Input data:
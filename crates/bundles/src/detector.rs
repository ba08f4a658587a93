//! Change detection
//!
//! Decides when a cycle should run. Until the host finishes booting, the
//! detector watches its loading marker. After that it watches the message
//! region and coalesces bursts of child list changes into one cycle after a
//! quiet period.
//!
//! Time is passed in by the caller, which keeps the detector free of any
//! timer machinery and makes it deterministic to drive.

use chrono::{DateTime, Duration, Utc};
use log::{debug, info, warn};

use crate::config::HostSelectors;
use crate::host::{Document, MutationKind, MutationRecord, NodeId};

/// Trailing-edge debouncer
#[derive(Debug, Clone)]
pub struct Debouncer {
    window: Duration,
    deadline: Option<DateTime<Utc>>,
}

impl Debouncer {
    pub fn new(window: Duration) -> Self {
        Self {
            window,
            deadline: None,
        }
    }

    /// Record an event; pushes the deadline back to `now + window`
    ///
    /// A deadline past the end of representable time saturates.
    pub fn trigger(&mut self, now: DateTime<Utc>) {
        let deadline = now
            .checked_add_signed(self.window)
            .unwrap_or(DateTime::<Utc>::MAX_UTC);
        self.deadline = Some(deadline);
    }

    /// True once, when the quiet period has elapsed
    pub fn fire_due(&mut self, now: DateTime<Utc>) -> bool {
        match self.deadline {
            Some(deadline) if now >= deadline => {
                self.deadline = None;
                true
            }
            _ => false,
        }
    }

    pub fn is_pending(&self) -> bool {
        self.deadline.is_some()
    }

    pub fn deadline(&self) -> Option<DateTime<Utc>> {
        self.deadline
    }

    pub fn cancel(&mut self) {
        self.deadline = None;
    }
}

/// What the detector is currently waiting for
#[derive(Debug, Clone, Copy, PartialEq, Eq)]
pub enum Phase {
    /// The host is still booting
    AwaitingReady,
    /// The message region exists and is being watched
    Watching { region: NodeId },
}

/// What the caller should do after feeding the detector
#[derive(Debug, Clone, Copy, PartialEq, Eq)]
pub enum Trigger {
    /// Nothing to do
    Idle,
    /// The host just became ready; run a cycle now
    Immediate,
    /// A cycle is scheduled for the debounce deadline
    Scheduled,
}

#[derive(Debug, Clone)]
pub struct ChangeDetector {
    phase: Phase,
    debouncer: Debouncer,
}

impl ChangeDetector {
    pub fn new(window: Duration) -> Self {
        Self {
            phase: Phase::AwaitingReady,
            debouncer: Debouncer::new(window),
        }
    }

    pub fn phase(&self) -> Phase {
        self.phase
    }

    pub fn is_pending(&self) -> bool {
        self.debouncer.is_pending()
    }

    pub fn next_deadline(&self) -> Option<DateTime<Utc>> {
        self.debouncer.deadline()
    }

    /// Check whether the host is already past booting
    ///
    /// A missing or hidden loading marker means it is.
    pub fn attach(&mut self, doc: &dyn Document, selectors: &HostSelectors) -> Trigger {
        if self.phase != Phase::AwaitingReady {
            return Trigger::Idle;
        }
        let booting = doc
            .query(doc.root(), &selectors.loading_marker)
            .is_some_and(|marker| doc.is_rendered(marker));
        if booting {
            debug!("Host still loading; waiting for {}", selectors.loading_marker);
            return Trigger::Idle;
        }
        self.become_ready(doc, selectors)
    }

    /// Feed a batch of mutation records observed at `now`
    pub fn observe(
        &mut self,
        doc: &dyn Document,
        selectors: &HostSelectors,
        records: &[MutationRecord],
        now: DateTime<Utc>,
    ) -> Trigger {
        if records.is_empty() {
            return Trigger::Idle;
        }
        match self.phase {
            Phase::AwaitingReady => {
                let signalled = match doc.query(doc.root(), &selectors.loading_marker) {
                    Some(marker) => records.iter().any(|r| doc.is_within(r.target, marker)),
                    // The marker was removed outright
                    None => true,
                };
                if !signalled {
                    return Trigger::Idle;
                }
                // Any change to the marker means the host is done booting
                self.become_ready(doc, selectors)
            }
            Phase::Watching { region } => {
                let region = if doc.contains(region) {
                    region
                } else {
                    match doc.query(doc.root(), &selectors.message_region) {
                        Some(found) => {
                            info!("Message region replaced; now watching {}", found);
                            self.phase = Phase::Watching { region: found };
                            found
                        }
                        None => return Trigger::Idle,
                    }
                };
                let relevant = records
                    .iter()
                    .any(|r| r.kind == MutationKind::ChildList && doc.is_within(r.target, region));
                if !relevant {
                    return Trigger::Idle;
                }
                self.debouncer.trigger(now);
                Trigger::Scheduled
            }
        }
    }

    /// Whether a scheduled cycle is due at `now`; consumes the deadline
    pub fn poll(&mut self, now: DateTime<Utc>) -> bool {
        self.debouncer.fire_due(now)
    }

    fn become_ready(&mut self, doc: &dyn Document, selectors: &HostSelectors) -> Trigger {
        match doc.query(doc.root(), &selectors.message_region) {
            Some(region) => {
                info!("Host ready; watching message region {}", region);
                self.phase = Phase::Watching { region };
                Trigger::Immediate
            }
            None => {
                warn!("Host finished loading but {} was not found", selectors.message_region);
                Trigger::Idle
            }
        }
    }
}

#[cfg(test)]
mod tests {
    use super::*;
    use crate::host::{FixtureRow, InboxBuilder, InboxFixture, VNode};

    fn at(ms: i64) -> DateTime<Utc> {
        DateTime::<Utc>::UNIX_EPOCH + Duration::milliseconds(ms)
    }

    #[test]
    fn test_debouncer_fires_once_after_quiet_period() {
        let mut debouncer = Debouncer::new(Duration::milliseconds(100));
        debouncer.trigger(at(0));
        debouncer.trigger(at(60));
        debouncer.trigger(at(120));

        assert!(!debouncer.fire_due(at(200)));
        assert!(debouncer.fire_due(at(220)));
        assert!(!debouncer.fire_due(at(400)));
        assert!(!debouncer.is_pending());
    }

    #[test]
    fn test_debouncer_cancel() {
        let mut debouncer = Debouncer::new(Duration::milliseconds(100));
        debouncer.trigger(at(0));
        debouncer.cancel();
        assert!(!debouncer.fire_due(at(1000)));
    }

    #[test]
    fn test_waits_for_loading_marker() {
        let (mut doc, handles) = InboxBuilder::build(&InboxFixture::default()).unwrap();
        let selectors = HostSelectors::default();
        let mut detector = ChangeDetector::new(Duration::milliseconds(100));

        assert_eq!(detector.attach(&doc, &selectors), Trigger::Idle);
        assert_eq!(detector.phase(), Phase::AwaitingReady);

        handles.finish_loading(&mut doc).unwrap();
        let records = doc.take_mutations();
        assert_eq!(detector.observe(&doc, &selectors, &records, at(0)), Trigger::Immediate);
        assert_eq!(detector.phase(), Phase::Watching { region: handles.region });
    }

    #[test]
    fn test_any_loading_marker_change_signals_ready() {
        let (mut doc, handles) = InboxBuilder::build(&InboxFixture::default()).unwrap();
        let selectors = HostSelectors::default();
        let mut detector = ChangeDetector::new(Duration::milliseconds(100));
        assert_eq!(detector.attach(&doc, &selectors), Trigger::Idle);

        // The marker stays rendered; only its class changes
        doc.set_attribute(handles.loading, "class", "done").unwrap();
        let records = doc.take_mutations();
        assert!(doc.is_rendered(handles.loading));
        assert_eq!(detector.observe(&doc, &selectors, &records, at(0)), Trigger::Immediate);
        assert_eq!(detector.phase(), Phase::Watching { region: handles.region });
    }

    #[test]
    fn test_loading_marker_text_change_signals_ready() {
        let (mut doc, handles) = InboxBuilder::build(&InboxFixture::default()).unwrap();
        let selectors = HostSelectors::default();
        let mut detector = ChangeDetector::new(Duration::milliseconds(100));

        doc.replace_children(handles.loading, &[VNode::Text("Ready".to_string())])
            .unwrap();
        let records = doc.take_mutations();
        assert_eq!(detector.observe(&doc, &selectors, &records, at(0)), Trigger::Immediate);
    }

    #[test]
    fn test_debouncer_saturates_huge_window() {
        let mut debouncer = Debouncer::new(Duration::days(365 * 1_000_000));
        debouncer.trigger(at(0));
        assert_eq!(debouncer.deadline(), Some(DateTime::<Utc>::MAX_UTC));
        assert!(!debouncer.fire_due(at(1_000_000)));
    }

    #[test]
    fn test_attach_when_already_loaded() {
        let (mut doc, handles) = InboxBuilder::build(&InboxFixture::default()).unwrap();
        handles.finish_loading(&mut doc).unwrap();
        let mut detector = ChangeDetector::new(Duration::milliseconds(100));

        assert_eq!(detector.attach(&doc, &HostSelectors::default()), Trigger::Immediate);
        assert_eq!(detector.attach(&doc, &HostSelectors::default()), Trigger::Idle);
    }

    #[test]
    fn test_unrelated_changes_while_booting_are_ignored() {
        let (mut doc, mut handles) = InboxBuilder::build(&InboxFixture::default()).unwrap();
        let selectors = HostSelectors::default();
        let mut detector = ChangeDetector::new(Duration::milliseconds(100));

        handles.prepend_row(&mut doc, &FixtureRow::new("A", "a", "10:00")).unwrap();
        let records = doc.take_mutations();
        assert_eq!(detector.observe(&doc, &selectors, &records, at(0)), Trigger::Idle);
        assert_eq!(detector.phase(), Phase::AwaitingReady);
    }

    #[test]
    fn test_row_changes_are_debounced() {
        let (mut doc, mut handles) = InboxBuilder::build(&InboxFixture::default()).unwrap();
        let selectors = HostSelectors::default();
        handles.finish_loading(&mut doc).unwrap();
        doc.take_mutations();
        let mut detector = ChangeDetector::new(Duration::milliseconds(100));
        detector.attach(&doc, &selectors);

        for (i, ms) in [0, 30, 60].into_iter().enumerate() {
            handles
                .prepend_row(&mut doc, &FixtureRow::new(format!("S{}", i), "s", "10:00"))
                .unwrap();
            let records = doc.take_mutations();
            assert_eq!(detector.observe(&doc, &selectors, &records, at(ms)), Trigger::Scheduled);
        }

        assert!(!detector.poll(at(150)));
        assert!(detector.poll(at(160)));
        assert!(!detector.poll(at(1000)));
    }

    #[test]
    fn test_attribute_changes_do_not_schedule() {
        let (mut doc, handles) = InboxBuilder::build(&InboxFixture {
            rows: vec![FixtureRow::new("A", "a", "10:00")],
            ..Default::default()
        })
        .unwrap();
        let selectors = HostSelectors::default();
        handles.finish_loading(&mut doc).unwrap();
        doc.take_mutations();
        let mut detector = ChangeDetector::new(Duration::milliseconds(100));
        detector.attach(&doc, &selectors);

        handles.set_unread(&mut doc, handles.rows[0], true).unwrap();
        let records = doc.take_mutations();
        assert_eq!(detector.observe(&doc, &selectors, &records, at(0)), Trigger::Idle);
        assert!(!detector.is_pending());
    }
}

Instructions for the task: Output the listing verbatim through the "use crate::config::HostSelectors;" line.

Task response:
filename crates/bundles/src/detector.rs
repository ba08f4a658587a93
//! Change detection
//!
//! Decides when a cycle should run. Until the host finishes booting, the
//! detector watches its loading marker. After that it watches the message
//! region and coalesces bursts of child list changes into one cycle after a
//! quiet period.
//!
//! Time is passed in by the caller, which keeps the detector free of any
//! timer machinery and makes it deterministic to drive.

use chrono::{DateTime, Duration, Utc};
use log::{debug, info, warn};

use crate::config::HostSelectors;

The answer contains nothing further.